## TASK REQUIREMENTS
All lines holding the string "ExitCode" should be copied from the data below.

## AVAILABLE RECORDS
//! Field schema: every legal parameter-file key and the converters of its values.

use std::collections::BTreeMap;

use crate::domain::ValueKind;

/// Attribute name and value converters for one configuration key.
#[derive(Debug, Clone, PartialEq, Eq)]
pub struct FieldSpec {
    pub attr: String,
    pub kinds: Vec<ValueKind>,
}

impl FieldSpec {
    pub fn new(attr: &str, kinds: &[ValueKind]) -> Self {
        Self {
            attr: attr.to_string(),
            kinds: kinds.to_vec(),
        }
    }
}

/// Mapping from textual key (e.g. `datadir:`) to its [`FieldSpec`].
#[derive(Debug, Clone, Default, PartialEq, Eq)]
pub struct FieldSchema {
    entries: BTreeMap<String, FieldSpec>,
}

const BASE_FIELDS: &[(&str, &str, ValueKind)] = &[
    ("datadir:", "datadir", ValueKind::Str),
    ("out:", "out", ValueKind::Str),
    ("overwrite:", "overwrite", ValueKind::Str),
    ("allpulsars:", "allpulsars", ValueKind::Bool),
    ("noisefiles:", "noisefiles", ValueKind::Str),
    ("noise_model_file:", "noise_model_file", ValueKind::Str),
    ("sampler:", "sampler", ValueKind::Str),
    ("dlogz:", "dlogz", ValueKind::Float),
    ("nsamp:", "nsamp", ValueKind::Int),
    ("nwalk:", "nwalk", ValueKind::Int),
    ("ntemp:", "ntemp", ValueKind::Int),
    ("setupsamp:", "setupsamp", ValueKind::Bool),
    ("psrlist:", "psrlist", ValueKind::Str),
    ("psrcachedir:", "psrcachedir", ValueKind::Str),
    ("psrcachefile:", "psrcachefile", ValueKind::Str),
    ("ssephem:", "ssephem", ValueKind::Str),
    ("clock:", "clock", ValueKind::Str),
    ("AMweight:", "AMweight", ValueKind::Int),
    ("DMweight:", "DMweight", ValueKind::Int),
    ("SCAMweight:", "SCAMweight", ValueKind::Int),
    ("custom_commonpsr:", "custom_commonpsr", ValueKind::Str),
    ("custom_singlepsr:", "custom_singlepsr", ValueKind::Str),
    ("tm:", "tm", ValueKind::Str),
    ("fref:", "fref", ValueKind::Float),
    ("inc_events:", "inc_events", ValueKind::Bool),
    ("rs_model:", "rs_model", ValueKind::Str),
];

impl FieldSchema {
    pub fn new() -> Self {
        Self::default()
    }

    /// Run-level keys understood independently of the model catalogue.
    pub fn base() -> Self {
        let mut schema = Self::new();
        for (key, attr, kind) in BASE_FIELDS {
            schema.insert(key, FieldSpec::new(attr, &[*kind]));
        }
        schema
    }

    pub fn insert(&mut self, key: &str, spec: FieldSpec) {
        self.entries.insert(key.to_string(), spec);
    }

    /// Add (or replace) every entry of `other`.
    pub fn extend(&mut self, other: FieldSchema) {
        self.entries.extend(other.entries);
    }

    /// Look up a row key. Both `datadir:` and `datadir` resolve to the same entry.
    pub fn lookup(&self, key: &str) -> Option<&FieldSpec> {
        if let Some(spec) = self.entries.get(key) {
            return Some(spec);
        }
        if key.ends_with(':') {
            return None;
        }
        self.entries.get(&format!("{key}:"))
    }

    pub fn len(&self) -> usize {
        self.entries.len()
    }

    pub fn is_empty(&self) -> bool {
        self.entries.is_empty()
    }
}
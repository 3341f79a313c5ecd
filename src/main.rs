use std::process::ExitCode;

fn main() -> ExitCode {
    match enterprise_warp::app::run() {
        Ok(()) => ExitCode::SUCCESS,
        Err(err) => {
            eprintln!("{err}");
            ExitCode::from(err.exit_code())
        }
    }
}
==
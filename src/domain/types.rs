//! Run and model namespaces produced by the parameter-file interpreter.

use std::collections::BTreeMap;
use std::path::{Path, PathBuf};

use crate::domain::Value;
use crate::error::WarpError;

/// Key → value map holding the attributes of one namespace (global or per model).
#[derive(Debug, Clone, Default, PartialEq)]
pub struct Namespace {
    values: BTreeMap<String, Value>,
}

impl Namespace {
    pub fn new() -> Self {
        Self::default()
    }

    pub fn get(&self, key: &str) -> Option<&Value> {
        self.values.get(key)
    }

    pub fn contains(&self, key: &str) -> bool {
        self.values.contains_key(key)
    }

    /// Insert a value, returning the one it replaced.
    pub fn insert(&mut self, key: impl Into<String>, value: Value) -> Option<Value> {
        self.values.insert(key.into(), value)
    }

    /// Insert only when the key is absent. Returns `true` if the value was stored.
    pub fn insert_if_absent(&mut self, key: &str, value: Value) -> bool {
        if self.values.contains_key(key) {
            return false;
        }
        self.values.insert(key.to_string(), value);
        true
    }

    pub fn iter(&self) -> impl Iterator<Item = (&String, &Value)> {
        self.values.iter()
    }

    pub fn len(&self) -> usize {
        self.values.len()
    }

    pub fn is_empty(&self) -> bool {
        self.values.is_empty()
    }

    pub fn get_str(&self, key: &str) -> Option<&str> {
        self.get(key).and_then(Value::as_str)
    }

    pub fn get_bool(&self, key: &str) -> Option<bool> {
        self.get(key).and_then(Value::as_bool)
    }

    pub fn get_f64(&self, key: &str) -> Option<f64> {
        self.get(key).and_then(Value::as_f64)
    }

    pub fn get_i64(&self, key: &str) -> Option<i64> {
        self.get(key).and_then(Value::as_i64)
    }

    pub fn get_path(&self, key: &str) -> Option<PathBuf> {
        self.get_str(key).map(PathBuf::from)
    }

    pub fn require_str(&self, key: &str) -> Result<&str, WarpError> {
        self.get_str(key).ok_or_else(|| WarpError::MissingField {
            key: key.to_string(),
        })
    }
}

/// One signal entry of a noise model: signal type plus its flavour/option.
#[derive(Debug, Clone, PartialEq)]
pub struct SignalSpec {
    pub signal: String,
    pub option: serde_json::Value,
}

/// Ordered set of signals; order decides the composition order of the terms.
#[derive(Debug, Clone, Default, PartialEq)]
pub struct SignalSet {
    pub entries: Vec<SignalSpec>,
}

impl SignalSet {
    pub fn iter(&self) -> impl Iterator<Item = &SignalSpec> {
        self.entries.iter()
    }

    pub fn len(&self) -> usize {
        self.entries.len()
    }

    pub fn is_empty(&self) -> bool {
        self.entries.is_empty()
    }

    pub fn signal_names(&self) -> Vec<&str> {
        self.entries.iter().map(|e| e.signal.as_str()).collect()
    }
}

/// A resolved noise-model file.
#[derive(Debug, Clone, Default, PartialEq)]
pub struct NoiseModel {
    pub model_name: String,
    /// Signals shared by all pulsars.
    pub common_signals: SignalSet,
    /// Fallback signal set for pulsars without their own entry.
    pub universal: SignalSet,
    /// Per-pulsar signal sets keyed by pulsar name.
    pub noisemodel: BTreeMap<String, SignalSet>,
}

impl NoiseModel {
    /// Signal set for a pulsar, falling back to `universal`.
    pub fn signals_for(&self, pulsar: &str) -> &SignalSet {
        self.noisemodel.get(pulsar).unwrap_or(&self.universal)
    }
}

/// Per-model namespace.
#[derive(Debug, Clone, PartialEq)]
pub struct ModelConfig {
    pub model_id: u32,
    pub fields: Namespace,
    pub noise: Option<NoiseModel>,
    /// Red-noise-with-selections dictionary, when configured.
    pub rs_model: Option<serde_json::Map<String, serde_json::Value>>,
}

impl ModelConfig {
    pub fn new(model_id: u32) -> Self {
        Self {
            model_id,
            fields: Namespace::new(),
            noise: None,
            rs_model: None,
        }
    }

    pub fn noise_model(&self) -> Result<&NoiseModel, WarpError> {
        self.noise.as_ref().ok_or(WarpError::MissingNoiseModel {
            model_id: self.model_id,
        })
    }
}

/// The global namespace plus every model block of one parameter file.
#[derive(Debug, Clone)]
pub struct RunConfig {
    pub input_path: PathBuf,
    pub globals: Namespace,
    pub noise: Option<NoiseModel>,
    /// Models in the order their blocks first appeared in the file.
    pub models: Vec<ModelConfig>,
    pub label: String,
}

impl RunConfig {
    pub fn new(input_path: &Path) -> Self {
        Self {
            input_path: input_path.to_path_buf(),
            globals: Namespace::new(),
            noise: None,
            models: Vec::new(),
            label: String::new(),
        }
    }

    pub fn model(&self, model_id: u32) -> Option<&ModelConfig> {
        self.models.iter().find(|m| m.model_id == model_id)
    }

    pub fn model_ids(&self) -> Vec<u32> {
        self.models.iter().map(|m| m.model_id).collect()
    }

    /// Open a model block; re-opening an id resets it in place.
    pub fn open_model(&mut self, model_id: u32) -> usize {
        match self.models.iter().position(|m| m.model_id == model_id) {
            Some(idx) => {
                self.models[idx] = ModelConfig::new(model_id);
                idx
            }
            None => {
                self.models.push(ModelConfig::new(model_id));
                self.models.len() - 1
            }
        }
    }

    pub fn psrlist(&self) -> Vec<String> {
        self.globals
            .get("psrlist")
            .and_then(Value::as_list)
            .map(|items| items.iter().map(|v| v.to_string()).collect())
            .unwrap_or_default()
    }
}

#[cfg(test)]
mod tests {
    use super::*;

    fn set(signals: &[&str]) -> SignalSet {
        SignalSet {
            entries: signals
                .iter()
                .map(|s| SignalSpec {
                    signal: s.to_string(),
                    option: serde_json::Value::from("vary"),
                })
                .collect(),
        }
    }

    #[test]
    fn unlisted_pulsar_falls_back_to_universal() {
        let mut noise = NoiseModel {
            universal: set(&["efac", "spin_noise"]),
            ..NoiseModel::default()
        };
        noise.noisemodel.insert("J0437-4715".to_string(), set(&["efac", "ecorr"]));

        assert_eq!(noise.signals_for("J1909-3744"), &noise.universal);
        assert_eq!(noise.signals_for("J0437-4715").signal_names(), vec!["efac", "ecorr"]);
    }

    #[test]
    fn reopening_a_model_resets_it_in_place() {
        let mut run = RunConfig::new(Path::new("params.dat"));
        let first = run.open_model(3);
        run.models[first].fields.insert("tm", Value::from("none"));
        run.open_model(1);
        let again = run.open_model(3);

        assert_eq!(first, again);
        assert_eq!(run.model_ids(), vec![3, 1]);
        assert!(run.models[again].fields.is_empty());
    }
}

## RESULT OF THE TASK
use std::process::ExitCode;
fn main() -> ExitCode {
        Ok(()) => ExitCode::SUCCESS,
            ExitCode::from(err.exit_code())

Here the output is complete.